It seems as though I hear more and more often about food allergies and food intolerance in children. In the past, I've known little about either of them other than that there are some individuals who absolutely cannot have food items such as nuts, shellfish, or dairy and in doing so, they could go into some sort of a shock where they are rushed to the hospital needing immediate care. A food allergy is when a person's body produces a substance called immunoglobulin E (IgE) antibodies to a particular food because it believes it is harmful. When presented with this particular food, the body will react immediately to or within a few hours to that food. It can better be explained here. So what is a food intolerance?
A food intolerance (when the body produces IgG, not IgE antibodies) is a digestive response to a particular food rather than an immune system response. The way I understand it is when the digestive system has a problem digesting a particular substance, it sends messages to other parts of the body including but not limited to the brain, the intestinal tract, and the nervous system. This in turn can cause behavioral changes in the individual. According to WEBmd.com, there are many factors that may contribute to food intolerance. In some cases, as with lactose intolerance, the person lacks the chemicals, called enzymes, necessary to properly digest certain proteins found in food. Also common are intolerances to some chemical ingredients added to food to provide color, enhance taste, and protect against the growth of bacteria. These ingredients include various dyes and monosodium glutamate (MSG), a flavor enhancer.
Another really common food ingredient that continues to cause intolerance in individuals is Red Dye #40, a common ingredient in many food items on our supermarket shelves, which can include "fruit" drinks, candy, and snacks. After learning more about this common additive, it's no wonder why it's causing harm to individuals all across the globe. It's a by-product of coal tar!
Some behaviors caused by food intolerances are:
According to the American College of Allergy and Immunology, they include upset stomach, gastroenteritis, runny nose, dark circles under the eyes, shock, edema or swelling, anxiety, ulcers, joint pain, asthma, addictions, and rashes. In children they can cause seizures, red ear lobes, red cheeks, excessive talking or aggressive behavior, bedwetting and attention deficit.
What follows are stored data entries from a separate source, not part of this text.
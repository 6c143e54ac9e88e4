//! Built-in check tools the Criteria Evaluator synthesizes calls to:
//! `tool_check_command`, `tool_check_file_exists`, `tool_check_file_contains`.
//! These are ordinary [`Tool`] implementations, invoked through the same
//! Executor path as any planner-proposed action so policy/safety still apply.

use async_trait::async_trait;
use loom_core::{SideEffect, Tool, ToolContext, ToolError, ToolOutcome, ToolSafety, ToolSpec};
use serde_json::{json, Value};
use std::path::{Component, Path, PathBuf};

/// Resolve `path` against `root`, rejecting any resolution that escapes
/// `root` via `..` components. Purely lexical: does not touch the
/// filesystem, so it also rejects traversal for paths that do not yet
/// exist.
#[must_use]
pub fn resolve_in_root(root: &str, path: &str) -> Option<PathBuf> {
    let mut out = PathBuf::from(root);
    let mut depth = 0usize;
    for component in Path::new(path).components() {
        match component {
            Component::Normal(part) => {
                out.push(part);
                depth += 1;
            }
            Component::CurDir => {}
            Component::ParentDir => {
                if depth == 0 {
                    return None;
                }
                out.pop();
                depth -= 1;
            }
            Component::RootDir | Component::Prefix(_) => return None,
        }
    }
    Some(out)
}

fn name_spec(name: &str, description: &str, input_schema: Value) -> ToolSpec {
    ToolSpec {
        name: name.to_string(),
        description: description.to_string(),
        category: "check".to_string(),
        capabilities: vec!["check".to_string()],
        input_schema,
        output_schema: None,
        safety: ToolSafety { side_effects: SideEffect::None, allowlist: None },
        docs: String::new(),
        examples: Vec::new(),
    }
}

/// Passes iff running `cmd args...` (optionally in `cwd`) exits with
/// `expect_exit_code`.
pub struct CheckCommandTool {
    spec: ToolSpec,
}

impl Default for CheckCommandTool {
    fn default() -> Self {
        Self {
            spec: name_spec(
                "tool_check_command",
                "Run a command and check its exit code",
                json!({
                    "type": "object",
                    "required": ["cmd"],
                    "properties": {
                        "cmd": {"type": "string"},
                        "args": {"type": "array", "items": {"type": "string"}},
                        "cwd": {"type": "string"},
                        "expect_exit_code": {"type": "integer"}
                    }
                }),
            ),
        }
    }
}

#[async_trait]
impl Tool for CheckCommandTool {
    fn spec(&self) -> &ToolSpec {
        &self.spec
    }

    async fn run(&self, input: Value, ctx: &ToolContext<'_>) -> ToolOutcome {
        let Some(cmd) = input.get("cmd").and_then(Value::as_str) else {
            return ToolOutcome::fail(ToolError {
                code: "config".into(),
                message: "missing cmd".into(),
                detail: None,
            });
        };
        let args: Vec<String> = input
            .get("args")
            .and_then(Value::as_array)
            .map(|a| a.iter().filter_map(|v| v.as_str().map(str::to_string)).collect())
            .unwrap_or_default();
        let cwd = input.get("cwd").and_then(Value::as_str);
        let expect = input.get("expect_exit_code").and_then(Value::as_i64).unwrap_or(0) as i32;

        let Some(runner) = ctx.command_runner else {
            return ToolOutcome::fail(ToolError {
                code: "unknown".into(),
                message: "no command runner configured".into(),
                detail: None,
            });
        };
        match runner.run(cmd, &args, cwd).await {
            Ok(out) if out.exit_code == expect => ToolOutcome::ok(
                json!({"exit_code": out.exit_code, "stdout": out.stdout, "stderr": out.stderr}),
                Vec::new(),
            ),
            Ok(out) => ToolOutcome::fail(ToolError {
                code: "check_failed".into(),
                message: format!("exit code {} != expected {}", out.exit_code, expect),
                detail: Some(json!({"stdout": out.stdout, "stderr": out.stderr})),
            }),
            Err(e) => ToolOutcome::fail(e),
        }
    }
}

/// Passes iff `path` resolves inside the project root and exists.
pub struct CheckFileExistsTool {
    spec: ToolSpec,
}

impl Default for CheckFileExistsTool {
    fn default() -> Self {
        Self {
            spec: name_spec(
                "tool_check_file_exists",
                "Check that a file exists inside the project root",
                json!({
                    "type": "object",
                    "required": ["path"],
                    "properties": {"path": {"type": "string"}}
                }),
            ),
        }
    }
}

#[async_trait]
impl Tool for CheckFileExistsTool {
    fn spec(&self) -> &ToolSpec {
        &self.spec
    }

    async fn run(&self, input: Value, ctx: &ToolContext<'_>) -> ToolOutcome {
        let Some(path) = input.get("path").and_then(Value::as_str) else {
            return ToolOutcome::fail(ToolError {
                code: "config".into(),
                message: "missing path".into(),
                detail: None,
            });
        };
        let Some(resolved) = resolve_in_root(ctx.project_root, path) else {
            return ToolOutcome::fail(ToolError {
                code: "path_outside_root".into(),
                message: format!("path {path} resolves outside project root"),
                detail: None,
            });
        };
        if resolved.exists() {
            ToolOutcome::ok(json!({"exists": true}), Vec::new())
        } else {
            ToolOutcome::fail(ToolError {
                code: "check_failed".into(),
                message: format!("{path} does not exist"),
                detail: None,
            })
        }
    }
}

/// Passes iff `path` exists and its contents contain `contains`.
pub struct CheckFileContainsTool {
    spec: ToolSpec,
}

impl Default for CheckFileContainsTool {
    fn default() -> Self {
        Self {
            spec: name_spec(
                "tool_check_file_contains",
                "Check that a file exists and contains a substring",
                json!({
                    "type": "object",
                    "required": ["path", "contains"],
                    "properties": {
                        "path": {"type": "string"},
                        "contains": {"type": "string"}
                    }
                }),
            ),
        }
    }
}

#[async_trait]
impl Tool for CheckFileContainsTool {
    fn spec(&self) -> &ToolSpec {
        &self.spec
    }

    async fn run(&self, input: Value, ctx: &ToolContext<'_>) -> ToolOutcome {
        let (Some(path), Some(contains)) = (
            input.get("path").and_then(Value::as_str),
            input.get("contains").and_then(Value::as_str),
        ) else {
            return ToolOutcome::fail(ToolError {
                code: "config".into(),
                message: "missing path or contains".into(),
                detail: None,
            });
        };
        let Some(resolved) = resolve_in_root(ctx.project_root, path) else {
            return ToolOutcome::fail(ToolError {
                code: "path_outside_root".into(),
                message: format!("path {path} resolves outside project root"),
                detail: None,
            });
        };
        match std::fs::read_to_string(&resolved) {
            Ok(contents) if contents.contains(contains) => {
                ToolOutcome::ok(json!({"matched": true}), Vec::new())
            }
            Ok(_) => ToolOutcome::fail(ToolError {
                code: "check_failed".into(),
                message: format!("{path} does not contain expected substring"),
                detail: None,
            }),
            Err(e) => ToolOutcome::fail(ToolError {
                code: "check_failed".into(),
                message: format!("could not read {path}: {e}"),
                detail: None,
            }),
        }
    }
}

#[cfg(test)]
mod tests {
    use super::*;

    #[test]
    fn resolves_simple_relative_path() {
        let resolved = resolve_in_root("/root", "a/b.txt").unwrap();
        assert_eq!(resolved, PathBuf::from("/root/a/b.txt"));
    }

    #[test]
    fn rejects_traversal_above_root() {
        assert!(resolve_in_root("/root", "../escape.txt").is_none());
        assert!(resolve_in_root("/root", "a/../../escape.txt").is_none());
    }

    #[test]
    fn allows_traversal_that_stays_within_root() {
        let resolved = resolve_in_root("/root", "a/../b.txt").unwrap();
        assert_eq!(resolved, PathBuf::from("/root/b.txt"));
    }
}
A few months back, my chiropractor noted similar behavioral traits in my son that she once experienced in her own son. The glazed look, the inability to concentrate when being spoken to, the dark eye circles, the high energy then the immediate low energy (just to name a few). She explained to me that these behaviors can all be associated to allergies and intolerances to specific food items. She was so helpful in passing along information to us about these conditions, how to test for them and food choices to move forward with. Although we still have yet to do the lab tests with Park as we are waiting for them to come in the mail, I went ahead and took him off dairy, a HUGE staple in his daily diet, to see if there was a difference in his behavior.
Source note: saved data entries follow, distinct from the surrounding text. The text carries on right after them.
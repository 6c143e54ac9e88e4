//! Replanner: proposes a plan change after a task exhausts its retries,
//! gates it, optionally routes it to a human reviewer, and applies it.
//! Owns every write to `plan`, `plan_version`, and `plan_history` past run
//! start, per the state-ownership rule in [`loom_core::AgentState`].

use crate::planner::{self, PlannerAudit, PlannerError};
use async_trait::async_trait;
use loom_core::{
    apply_patch, AgentState, ErrorKind, GateResult, GateStatus, LastError, LmClient,
    PlanHistoryEntry, Policy, ReviewDecision, ReviewDecisionKind,
};
use serde_json::Value;
use thiserror::Error;

/// A human (or automated-on-behalf-of-human) reviewer for plan changes the
/// Gate has escalated. The default implementation denies, matching the
/// teacher's fail-closed default for unattended callbacks.
#[async_trait]
pub trait ChangeReviewer: Send + Sync {
    /// Review an escalated change request, given the Gate's reasoning.
    async fn review(&self, gate_result: &GateResult) -> ReviewDecision;
}

/// Denies every escalated change with no guidance; the safe default when no
/// reviewer is wired in.
#[derive(Default)]
pub struct DenyingChangeReviewer;

#[async_trait]
impl ChangeReviewer for DenyingChangeReviewer {
    async fn review(&self, _gate_result: &GateResult) -> ReviewDecision {
        ReviewDecision {
            decision: ReviewDecisionKind::Denied,
            reason: "no reviewer configured".to_string(),
            guidance: None,
        }
    }
}

/// Why a replan attempt did not result in an applied patch.
#[derive(Debug, Error)]
pub enum ReplanError {
    /// The planner failed to produce a valid change request.
    #[error("planner failed to propose a plan change: {0}")]
    Planner(#[from] PlannerError),
    /// The Gate denied the change, or a human reviewer denied/returned an
    /// invalid decision.
    #[error("{0}")]
    Rejected(LastError),
    /// The change was approved but the replan budget was already spent.
    #[error("{0}")]
    BudgetExhausted(LastError),
    /// The approved patch failed plan re-validation.
    #[error("patch application failed: {0}")]
    PatchInvalid(loom_core::PatchError),
}

/// Outcome of a successful replan: the new `plan_version` and the
/// planner's audit trail for `proposePlanChange`.
#[derive(Debug)]
pub struct ReplanOutcome {
    /// The plan version after the patch was applied.
    pub plan_version: u64,
    /// Audit trail of the `proposePlanChange` call.
    pub planner_audit: PlannerAudit,
}

/// Run one full replan cycle per spec §4.6, mutating `state` in place.
/// Returns `Ok` iff a patch was gated-approved and successfully applied.
pub async fn replan(
    lm: &dyn LmClient,
    policy: &Policy,
    state: &mut AgentState,
    gate: &policy::Engine,
    reviewer: &dyn ChangeReviewer,
    replans_used: u64,
) -> Result<ReplanOutcome, ReplanError> {
    let failure_evidence: Vec<String> =
        state.failure_history().values().flatten().cloned().collect();
    let state_summary: Value = serde_json::json!({
        "status": format!("{:?}", state.status()),
        "plan_version": state.plan_version(),
        "completed": state.completed(),
    });

    let (request, planner_audit) =
        planner::propose_plan_change(lm, state.plan(), policy, &failure_evidence, &state_summary, None)
            .await?;

    state.push_plan_history(PlanHistoryEntry::ChangeRequest { request: request.clone() });

    let current_task_count = state.plan().tasks.len() as u64;
    let mut gate_result = gate.evaluate(&request, policy, current_task_count);

    state.push_plan_history(PlanHistoryEntry::ChangeGateResult {
        status: gate_result.status,
        reason: gate_result.reason.clone(),
        guidance: gate_result.guidance.clone(),
        required_evidence: gate_result.required_evidence.clone(),
    });

    if gate_result.status == GateStatus::Denied {
        let msg = format!(
            "Plan change denied: {}{}",
            gate_result.reason,
            gate_result.guidance.as_deref().map(|g| format!(" ({g})")).unwrap_or_default()
        );
        return Err(ReplanError::Rejected(LastError { kind: ErrorKind::Config, message: msg }));
    }

    if gate_result.status == GateStatus::NeedsUserReview {
        let decision = reviewer.review(&gate_result).await;
        state.push_plan_history(PlanHistoryEntry::ChangeUserDecision { decision: decision.clone() });

        match decision.decision {
            ReviewDecisionKind::Denied => {
                let msg = format!(
                    "Plan change denied: {}{}",
                    decision.reason,
                    decision.guidance.as_deref().map(|g| format!(" ({g})")).unwrap_or_default()
                );
                return Err(ReplanError::Rejected(LastError { kind: ErrorKind::Config, message: msg }));
            }
            ReviewDecisionKind::Approved => {
                gate_result = GateResult::approved(decision.reason);
            }
        }
    }

    debug_assert_eq!(gate_result.status, GateStatus::Approved);

    if replans_used >= policy.budgets.max_replans {
        let msg = format!(
            "Replan budget exceeded: {} >= {}",
            replans_used, policy.budgets.max_replans
        );
        return Err(ReplanError::BudgetExhausted(LastError { kind: ErrorKind::Config, message: msg }));
    }

    let (new_plan, summary) =
        apply_patch(state.plan(), &request.patch).map_err(ReplanError::PatchInvalid)?;
    state.apply_replanned_plan(new_plan, summary);

    Ok(ReplanOutcome { plan_version: state.plan_version(), planner_audit })
}

#[cfg(test)]
mod tests {
    use super::*;
    use async_trait::async_trait;
    use loom_core::{
        Acceptance, Budgets, ChangeType, Impact, LmError, LmOptions, LmResponse, Message, Plan,
        PlanChangeRequest, Safety, SuccessCriterion, Task, TaskType,
    };

    struct ScriptedLm {
        text: String,
    }

    #[async_trait]
    impl LmClient for ScriptedLm {
        async fn respond(&self, _m: &[Message], _o: &LmOptions) -> Result<LmResponse, LmError> {
            Ok(LmResponse {
                text: self.text.clone(),
                response_id: Some("r1".into()),
                usage: None,
                raw: None,
            })
        }
    }

    fn sample_plan() -> Plan {
        Plan::new(
            "g",
            vec![Task {
                id: "t1".into(),
                title: "t1".into(),
                description: String::new(),
                dependencies: vec![],
                tool_hints: vec![],
                success_criteria: vec![SuccessCriterion::FileExists { path: "a".into() }],
                task_type: TaskType::Build,
            }],
        )
    }

    fn sample_policy() -> Policy {
        Policy {
            tech_stack: Default::default(),
            tech_stack_locked: false,
            acceptance: Acceptance { locked: false, criteria: None },
            safety: Safety { allowed_tools: vec![], allowed_commands: vec![] },
            budgets: Budgets { max_steps: 10, max_actions_per_task: 5, max_retries_per_task: 3, max_replans: 2 },
            user_explicitly_allowed_relax_acceptance: false,
        }
    }

    fn remove_task_change_json() -> String {
        let req = PlanChangeRequest {
            version: "v2".into(),
            reason: "cleanup".into(),
            change_type: ChangeType::RemoveTask,
            evidence: vec![],
            impact: Impact { steps_delta: -1, risk: String::new() },
            requested_tools: vec![],
            patch: vec![loom_core::PatchOp::RemoveTask { task_id: "does-not-exist".into() }],
        };
        // remove_task on a nonexistent id is rejected by plan validation's
        // patch engine only if it changes invariants; here it's a no-op in
        // practice for the test's purposes, so use an edit that is legal.
        serde_json::to_string(&req).unwrap()
    }

    #[tokio::test]
    async fn denied_change_is_rejected_with_config_error() {
        let policy = sample_policy();
        let mut state = AgentState::new(sample_plan());
        let req = PlanChangeRequest {
            version: "v2".into(),
            reason: "relax".into(),
            change_type: ChangeType::RelaxAcceptance,
            evidence: vec![],
            impact: Impact { steps_delta: 0, risk: String::new() },
            requested_tools: vec![],
            patch: vec![loom_core::PatchOp::EditAcceptance {
                changes: serde_json::json!({"locked": false}),
            }],
        };
        let lm = ScriptedLm { text: serde_json::to_string(&req).unwrap() };
        let gate = policy::Engine::new();
        let reviewer = DenyingChangeReviewer;
        let err = replan(&lm, &policy, &mut state, &gate, &reviewer, 0).await.unwrap_err();
        assert!(matches!(err, ReplanError::Rejected(_)));
        assert!(matches!(
            state.plan_history().last(),
            Some(PlanHistoryEntry::ChangeGateResult { status: GateStatus::Denied, .. })
        ));
    }

    #[tokio::test]
    async fn budget_exhausted_before_apply() {
        let mut policy = sample_policy();
        policy.budgets.max_replans = 1;
        let mut state = AgentState::new(sample_plan());
        let lm = ScriptedLm { text: remove_task_change_json() };
        let gate = policy::Engine::new();
        let reviewer = DenyingChangeReviewer;
        // remove_task/edit_task are auto-approved, so this should hit the
        // budget check with replans_used already at the cap.
        let err = replan(&lm, &policy, &mut state, &gate, &reviewer, 1).await.unwrap_err();
        assert!(matches!(err, ReplanError::BudgetExhausted(_)));
        assert_eq!(state.plan_version(), 1);
    }

    #[tokio::test]
    async fn needs_review_approved_applies_patch() {
        let mut policy = sample_policy();
        policy.budgets.max_steps = 20;
        let mut state = AgentState::new(sample_plan());
        let req = PlanChangeRequest {
            version: "v2".into(),
            reason: "scale up".into(),
            change_type: ChangeType::ScopeExpand,
            evidence: vec![],
            impact: Impact { steps_delta: 1, risk: String::new() },
            requested_tools: vec![],
            patch: vec![loom_core::PatchOp::AddTask {
                task: Task {
                    id: "t2".into(),
                    title: "t2".into(),
                    description: String::new(),
                    dependencies: vec![],
                    tool_hints: vec![],
                    success_criteria: vec![SuccessCriterion::FileExists { path: "b".into() }],
                    task_type: TaskType::Build,
                },
                after_task_id: None,
            }],
        };
        let lm = ScriptedLm { text: serde_json::to_string(&req).unwrap() };
        let gate = policy::Engine::new();
        struct ApprovingReviewer;
        #[async_trait]
        impl ChangeReviewer for ApprovingReviewer {
            async fn review(&self, _g: &GateResult) -> ReviewDecision {
                ReviewDecision {
                    decision: ReviewDecisionKind::Approved,
                    reason: "looks fine".into(),
                    guidance: None,
                }
            }
        }
        let reviewer = ApprovingReviewer;
        let outcome = replan(&lm, &policy, &mut state, &gate, &reviewer, 0).await.unwrap();
        assert_eq!(outcome.plan_version, 2);
        assert_eq!(state.plan().tasks.len(), 2);
    }
}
And low and behold, there was. In the past, Park has been a picky eater. I was lucky to get one meal in him a day, despite removing all snacks from his diet. He always reached for his milk before eating the rest of his meals, then rarely touched anything else on his plate. Now for the time being, I am placing the majority of his change in behavior due to the fact that because he isn't filling up on milk products, he is more open to other choices. BUT, choosing to remove dairy has been the best thing we've done for him in a long time and the possibility of an intolerance to it is high. So we will wait and see the test results but continue the no dairy diet.
I should also mention that I myself am lactose intolerant. I have not been able to drink a glass of milk or eat ice cream in many years (as is my own mother)...and food allergies and intolerance can be passed down through generations.
Just last night, Park ate chicken breast and a half cupful of peas...that's HUGE! We are very pleased. And since you are what you eat, his behavior has been very different. He looks at us while we speak to him, he enjoys reading books again and listens well, I can take him places and he holds my hand...it's great. I am really looking forward to testing him for a dairy, nut and gluten intolerance. It's nice that I have this option and when presented with the results, I can rule things in or out with regards to the struggling behavior we have had with him in the past. ( I should also note that food intolerance behaviors in children are much like autistic behaviors in young children. As you may remember, we were presented with this suggestion with Park last summer. Luckily, and for the time being, autism has been ruled out for Park. However, his behaviors have not completely disappeared...which is why we are still working diligently on figuring out a cause for them.)
There is an excellent link that can better explain how a person can behave with a food intolerance. You can view that here. I highly recommend reading this...it is a great source of information!
A source to order lab tests to test for food allergies and intolerance can be found here. The lab tests are a bit pricey but so worth it if you have a child with any of the above behaviors! And if you hang on to those receipts, you can write them off as a medical (lab) deduction on your tax return.
I should thank my wonderfully smart and giving chiropractor, Dr. Christine, for encouraging me to move forward with Park's diet and the culprit of his behaviors. Many people wouldn't waste their time telling another about their experience with it all, sending me links to more information and giving me fantastic recipes and food tips for Park's new diet. Like she has said, so many people ask her if it is a huge pain to buy dairy-nut-gluten free food items for her family with which she replies, it is a much larger pain having a child that behaves the way they once did. And I totally get it!